Уже год, как я собираюсь написать Вам, но… неоднократно мне приходила мысль, что я слишком возвеличиваю Вас, а потому не стоит труда браться за перо. Но вот два дня тому назад я прочла в газете, что кто-то почтил Вас милым посланием, и Вы просите эту прелестную особу сообщить свой адрес, чтобы ответить ей. Во мне тотчас заговорила ревность, меня вновь ослепило Ваше литературное дарование, — и я решилась.
Теперь выслушайте меня хорошенько. Я навсегда останусь для Вас неизвестной (говорю это очень серьезно) и не захочу увидеть Вас даже издали — как знать: быть может, Ваше лицо, поворот Вашей головы не понравятся мне? Уверена только в одном, что Вы молоды и не женаты — два очень существенных пункта, даже в сфере туманных грез.
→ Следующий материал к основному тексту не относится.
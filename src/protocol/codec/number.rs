//! Scaled integer and binary float conversions.
//!
//! Fixed-point numbers are a magnitude and a decimal scale, with
//! `value = magnitude * 10^scale`. Every conversion between scales, widths
//! and representations goes through [`Number`], widened to `i128` for the
//! fixed-point case. Reading a column with fewer fractional digits rounds
//! half away from zero, the same rule the engine applies to numeric casts.
//! Binding a decimal value must be exact, and overflowing the destination is
//! always an error.

use super::decfloat::Decimal;
use crate::error::{Error, Result};
use bigdecimal::BigDecimal;
use num_bigint::BigInt;

/// A numeric value in any of the representations a message field can hold.
#[derive(Debug, Clone, Copy, PartialEq)]
pub enum Number {
    /// Scaled integer of any width.
    Fixed { value: i128, scale: i32 },
    /// Binary float. `single` keeps FLOAT values rendering with f32 digits.
    Binary { value: f64, single: bool },
    /// Decimal float.
    Decimal(Decimal),
}

impl Number {
    pub fn fixed(value: impl Into<i128>, scale: i32) -> Self {
        Number::Fixed {
            value: value.into(),
            scale,
        }
    }

    pub fn double(value: f64) -> Self {
        Number::Binary {
            value,
            single: false,
        }
    }

    pub fn float(value: f32) -> Self {
        Number::Binary {
            value: value as f64,
            single: true,
        }
    }

    /// Name of the representation, used in conversion errors.
    pub fn kind_name(&self) -> &'static str {
        match self {
            Number::Fixed { .. } => "scaled integer",
            Number::Binary { single: true, .. } => "float",
            Number::Binary { single: false, .. } => "double",
            Number::Decimal(_) => "decfloat",
        }
    }

    /// Convert to a scaled integer magnitude at `to_scale`.
    ///
    /// # Errors
    /// Returns `Error::Conversion` for non-finite values and when the magnitude
    /// does not fit in 128 bits.
    pub fn to_fixed(&self, to_scale: i32) -> Result<i128> {
        match *self {
            Number::Fixed { value, scale } => rescale(value, scale, to_scale).ok_or_else(|| {
                Error::conversion(
                    "scaled integer",
                    "scaled integer",
                    format!("{} overflows at scale {}", format_scaled(value, scale), to_scale),
                )
            }),
            Number::Binary { value, .. } => float_to_fixed(value, to_scale),
            Number::Decimal(d) => d.to_fixed(to_scale),
        }
    }

    /// Like [`Number::to_fixed`], but scaled integers and decimal floats must
    /// land on `to_scale` without losing digits. Binary floats still round.
    ///
    /// # Errors
    /// Returns `Error::Conversion` on overflow and on an inexact rescale.
    pub fn to_fixed_exact(&self, to_scale: i32) -> Result<i128> {
        let magnitude = self.to_fixed(to_scale)?;
        let (exact, shown) = match *self {
            Number::Fixed { value, scale } => (
                rescale_exact(value, scale, to_scale).is_some(),
                format_scaled(value, scale),
            ),
            Number::Decimal(d) => {
                let stored = BigDecimal::new(BigInt::from(magnitude), -(to_scale as i64));
                (d.to_big_decimal() == Some(stored), d.to_string())
            }
            Number::Binary { .. } => return Ok(magnitude),
        };
        if !exact {
            return Err(Error::conversion(
                self.kind_name(),
                "scaled integer",
                format!("{} is not representable at scale {}", shown, to_scale),
            ));
        }
        Ok(magnitude)
    }

    pub fn is_finite(&self) -> bool {
        match *self {
            Number::Fixed { .. } => true,
            Number::Binary { value, .. } => value.is_finite(),
            Number::Decimal(d) => d.is_finite(),
        }
    }

    /// Convert to a binary double.
    pub fn to_f64(&self) -> f64 {
        match *self {
            Number::Fixed { value, scale } => fixed_to_f64(value, scale),
            Number::Binary { value, .. } => value,
            Number::Decimal(d) => d.to_f64(),
        }
    }

    /// Convert to a decimal float value (before precision rounding).
    pub fn to_decimal(&self) -> Decimal {
        match *self {
            Number::Fixed { value, scale } => Decimal::from_fixed(value, scale),
            Number::Binary { value, single } => {
                if single {
                    Decimal::from_f32(value as f32)
                } else {
                    Decimal::from_f64(value)
                }
            }
            Number::Decimal(d) => d,
        }
    }
}

/// Narrow a 128-bit magnitude into a smaller integer width.
pub fn narrow<T: TryFrom<i128>>(value: i128, target: &str) -> Result<T> {
    T::try_from(value).map_err(|_| {
        Error::conversion("scaled integer", target, format!("{} is out of range", value))
    })
}

fn pow10(exponent: u32) -> Option<i128> {
    10i128.checked_pow(exponent)
}

/// Move `value` from `from_scale` to `to_scale`.
///
/// Returns `None` on overflow. Dropped digits round half away from zero.
pub fn rescale(value: i128, from_scale: i32, to_scale: i32) -> Option<i128> {
    if from_scale == to_scale || value == 0 {
        return Some(value);
    }

    if from_scale > to_scale {
        let shift = from_scale.checked_sub(to_scale)?;
        value.checked_mul(pow10(u32::try_from(shift).ok()?)?)
    } else {
        // a shift past i32 leaves nothing of any i128
        let divisor = to_scale
            .checked_sub(from_scale)
            .and_then(|shift| u32::try_from(shift).ok())
            .and_then(pow10);
        Some(divisor.map_or(0, |divisor| div_round(value, divisor)))
    }
}

/// Like [`rescale`], but `None` also when non-zero digits would be dropped.
pub fn rescale_exact(value: i128, from_scale: i32, to_scale: i32) -> Option<i128> {
    let result = rescale(value, from_scale, to_scale)?;
    if from_scale < to_scale && rescale(result, to_scale, from_scale) != Some(value) {
        return None;
    }
    Some(result)
}

fn div_round(value: i128, divisor: i128) -> i128 {
    let quotient = value / divisor;
    let remainder = (value % divisor).unsigned_abs();
    if remainder * 2 >= divisor.unsigned_abs() {
        quotient + value.signum()
    } else {
        quotient
    }
}

fn float_to_fixed(value: f64, to_scale: i32) -> Result<i128> {
    if !value.is_finite() {
        return Err(Error::conversion(
            "double",
            "scaled integer",
            format!("{} cannot be represented", format_double(value)),
        ));
    }

    let scaled = if to_scale <= 0 {
        value * 10f64.powi(to_scale.saturating_neg())
    } else {
        value / 10f64.powi(to_scale)
    };
    let rounded = scaled.round();

    // i128::MAX is about 1.7e38
    if rounded.abs() >= 1.7e38 {
        return Err(Error::conversion(
            "double",
            "scaled integer",
            format!("{} overflows at scale {}", format_double(value), to_scale),
        ));
    }
    Ok(rounded as i128)
}

fn fixed_to_f64(value: i128, scale: i32) -> f64 {
    if scale < 0 {
        value as f64 / 10f64.powi(scale.saturating_neg())
    } else {
        value as f64 * 10f64.powi(scale)
    }
}

/// Parse literal text into a scaled integer.
///
/// The scale is the negated count of digits after the last `.`; the text
/// without the point must then parse completely as an integer.
///
/// # Errors
/// Returns `Error::Conversion` for malformed text or trailing characters.
pub fn parse_scaled(text: &str) -> Result<(i128, i32)> {
    let text = text.trim();
    let malformed = || Error::conversion("string", "scaled integer", format!("'{}' is not a number", text));

    let (digits, scale) = match text.rfind('.') {
        Some(dot) => {
            let fraction = text[dot + 1..]
                .bytes()
                .take_while(|b| b.is_ascii_digit())
                .count();
            let mut joined = String::with_capacity(text.len());
            joined.push_str(&text[..dot]);
            joined.push_str(&text[dot + 1..]);
            (joined, -(fraction as i32))
        }
        None => (text.to_string(), 0),
    };

    if digits.is_empty() || digits == "-" || digits == "+" {
        return Err(malformed());
    }
    let value = digits.parse::<i128>().map_err(|_| malformed())?;
    Ok((value, scale))
}

/// Render a scaled integer, e.g. `(12345, -2)` as `123.45`.
///
/// Scales wider than any i128 has digits render in exponent form instead.
pub fn format_scaled(value: i128, scale: i32) -> String {
    if scale.unsigned_abs() > 40 {
        return format!("{}E{}", value, scale);
    }
    if scale >= 0 {
        if value == 0 || scale == 0 {
            return value.to_string();
        }
        return format!("{}{}", value, "0".repeat(scale as usize));
    }

    let fraction_digits = (-scale) as usize;
    let mut digits = value.unsigned_abs().to_string();
    if digits.len() <= fraction_digits {
        digits = format!("{}{}", "0".repeat(fraction_digits + 1 - digits.len()), digits);
    }
    let point = digits.len() - fraction_digits;

    let mut out = String::with_capacity(digits.len() + 2);
    if value < 0 {
        out.push('-');
    }
    out.push_str(&digits[..point]);
    out.push('.');
    out.push_str(&digits[point..]);
    out
}

fn format_special(value: f64) -> Option<&'static str> {
    if value.is_nan() {
        Some("NaN")
    } else if value == f64::INFINITY {
        Some("Infinity")
    } else if value == f64::NEG_INFINITY {
        Some("-Infinity")
    } else {
        None
    }
}

/// Render a double with the shortest digits that read back to the same value.
pub fn format_double(value: f64) -> String {
    if let Some(special) = format_special(value) {
        return special.to_string();
    }
    let magnitude = value.abs();
    if magnitude == 0.0 || (1e-5..1e16).contains(&magnitude) {
        format!("{}", value)
    } else {
        format!("{:e}", value)
    }
}

/// Render a single precision float with its own shortest digits.
pub fn format_float(value: f32) -> String {
    if let Some(special) = format_special(value as f64) {
        return special.to_string();
    }
    let magnitude = value.abs();
    if magnitude == 0.0 || (1e-5..1e16).contains(&magnitude) {
        format!("{}", value)
    } else {
        format!("{:e}", value)
    }
}

/// Parse a binary float literal, accepting `Infinity`, `-Infinity` and `NaN`.
pub fn parse_double(text: &str) -> Result<f64> {
    let text = text.trim();
    text.parse::<f64>()
        .map_err(|_| Error::conversion("string", "double", format!("'{}' is not a number", text)))
}

/// Native byte image of a 128-bit integer field.
pub fn encode_int128(value: i128) -> [u8; 16] {
    value.to_ne_bytes()
}

pub fn decode_int128(bytes: [u8; 16]) -> i128 {
    i128::from_ne_bytes(bytes)
}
Но могу Вас уверить, что я обворожительно хороша. Быть может, эта сладкая мысль побудит Вас ответить мне. Мне кажется, что, если б я была мужчиной, я бы даже переписываться не захотела с какой-нибудь безвкусно и нелепо наряженной старой англичанкой… что бы об этом ни думала мисс Гастингс[131].
Милостивая государыня!
Мое письмо, очевидно, не оправдает Ваших ожиданий. Мне хочется прежде всего поблагодарить Вас за доброе отношение ко мне и за Ваши милые комплименты по моему адресу, а затем побеседовать с вами благоразумно.
Вы просите у меня разрешения быть моей поверенной. Во имя чего? Я Вас совершенно не знаю. Вы незнакомка; характер, наклонности и все прочие Ваши качества могут совершенно не соответствовать моему интеллектуальному складу; с какой же стати я стал бы Вам рассказывать о всем том, о чем могу сказать лишь с глазу на глаз, в интимной обстановке, женщинам, являющимся моими друзьями? Не было ли бы это поступком легкомысленного и непостоянного друга?
Разве таинственность переписки способна усилить прелесть отношений?
Разве вся сладость чувств, связывающих мужчину и женщину (я говорю о целомудренных чувствах), не зависит прежде всего от приятной возможности видеться друг с другом, разговаривать, вглядываясь в собеседника, и мысленно восстанавливать, когда пишешь женщине-другу, черты ее лица, витающие между нашими глазами и листом бумаги?
Но можно ли писать об интимных переживаниях, о самом сокровенном тому существу, чей физический облик, цвет волос, улыбка, взгляд тебе неизвестны?